4.6.2 MSE Trace and Stopping

As boosting iterations proceed, the bias of the estimator will go down and the variance will increase. However, this bias-variance exhibits a very different behavior as when classically varying the smoothing parameter (the parameter λ).

It can be shown that the variance increases with exponentially small increments of the order exp( − Cm),  C > 0, while the bias decays quickly: the optimal mean squared error for the best boosting iteration m is (essentially) the same as for the optimally selected tuning parameter λ (Bühlmann and Yu 2003), but the trace of the mean squared error is very different, see Fig. 33.4. The L 2Boosting method is much less sensitive to overfitting and hence often easier to tune. The mentioned insensitivity about overfitting also applies to higher-dimensional problems, implying potential advantages about tuning.

4.6.3 Asymptotic Optimality

Such L 2Boosting with smoothing splines achieves the asymptotically optimal minimax MSE rates, and the method can even adapt to higher order smoothness of the true underlying function, without knowledge of the true degree of smoothness (Bühlmann and Yu 2003).

4.6.4 L 2Boosting Using Kernel Estimators

As pointed out above, L 2Boosting of smoothing splines can achieve faster mean squared error convergence rates than the classical \(O({n}^{-4/5})\), assuming that the true underlying function is sufficiently smooth. We illustrate here a related phenomenon with kernel estimators.

We consider fixed, univariate design points \({x}_{i} = i/n\ (i = 1,\ldots,n)\) and the Nadaraya-Watson kernel estimator for the nonparametric regression function IE[Y | X = x]:

$$\begin{array}{rcl} \hat{g}(x;h) = {(nh)}^{-1}{ \sum\nolimits }_{i=1}^{n}K\left (\frac{x - {x}_{i}} {h} \right ){Y }_{i} = {n}^{-1}{ \sum\nolimits }_{i=1}^{n}{K}_{ h}(x - {x}_{i}){Y }_{i},& & \\ \end{array}$$

where h > 0 is the bandwidth, K( ⋅) a kernel in the form of a probability density which is symmetric around zero and \({K}_{h}(x) = {h}^{-1}K(x/h)\).

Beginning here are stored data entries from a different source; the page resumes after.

//! Declarations and shapes shared by the unit tests.
//! Type shapes: the value model exchanged between declarations, the hierarchy walker and the
//! renderer.
//!
//! A [`TypeShape`] describes one occurrence of a type. It is a recursive tagged union:
//!
//! - **Named** - a plain or parameterized reference to a declared type (`java.util.List<T>`)
//! - **Array** - an array of another shape, nested to any depth (`int[][]`)
//! - **Variable** - a type variable, identified by its declaration site *and* name, so two
//!   ancestors that both declare a `T` never collide
//! - **Wildcard** - `?`, `? extends ...` or `? super ...` with generic bound lists
//!
//! Shapes are built either programmatically or from text with the [`ShapeParser`]. The parser
//! needs a [`VariableScope`] to know which identifiers denote type variables.
//!
//! # Examples
//!
//! ```rust
//! use genscope::shape::{parse_shape, TypeShape, VariableScope};
//!
//! let scope = VariableScope::for_type("demo.Model", ["T"]);
//! let shape = parse_shape("java.util.Set<? extends T>", &scope)?;
//!
//! assert!(shape.is_parameterized());
//! assert_eq!(shape.to_string(), "java.util.Set<? extends T>");
//! # Ok::<(), genscope::Error>(())
//! ```

mod parser;
mod types;

pub use parser::{ShapeParser, VariableScope};
pub use types::{TypeId, TypeShape, VariableSite};

use crate::Result;

/// Parse a `TypeShape` from a textual type expression
///
/// ## Arguments
/// * 'text'    - The type expression, e.g. `java.util.Map<K, V[]>`
/// * 'scope'   - The type variables visible to the expression
///
/// # Errors
/// Returns [`crate::Error::Malformed`] if the expression can not be parsed
pub fn parse_shape(text: &str, scope: &VariableScope) -> Result<TypeShape> {
    ShapeParser::new(text, scope).parse()
}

It is straightforward to derive the form of L 2Boosting using m = 2 iterations (with \(\hat{{f}}^{[0]} \equiv0\) and ν = 1), i.e., twicing Tukey (1977), with the Nadaraya-Watson kernel estimator:

$$\begin{array}{rcl} \hat{{f}}^{[2]}(x) = {(nh)}^{-1}{ \sum\nolimits }_{i=1}^{n}{K}_{ h}^{\text{ tw}}(x - {x}_{ i}){Y }_{i},\ {K}_{h}^{\text{ tw}}(u) = 2{K}_{ h}(u) - {K}_{h} {_\ast} {K}_{h}(u),& & \\ \end{array}$$

where \({K}_{h} {_\ast} {K}_{h}(u) = {n}^{-1}{ \sum\nolimits }_{r=1}^{n}{K}_{h}(u - {x}_{r}){K}_{h}({x}_{r})\). For fixed design points \({x}_{i} = i/n\), the kernel K h { tw}( ⋅) is asymptotically equivalent to a higher-order kernel (which can take negative values) yielding a squared bias term of order O(h 8), assuming that the true regression function is four times continuously differentiable. Thus, twicing or L 2Boosting with m = 2 iterations amounts to be a Nadaraya-Watson kernel estimator with a higher-order kernel. This explains from another angle why boosting is able to improve the mean squared error rate of the base procedure. More details including also non-equispaced designs are given in DiMarzio and Taylor (2008).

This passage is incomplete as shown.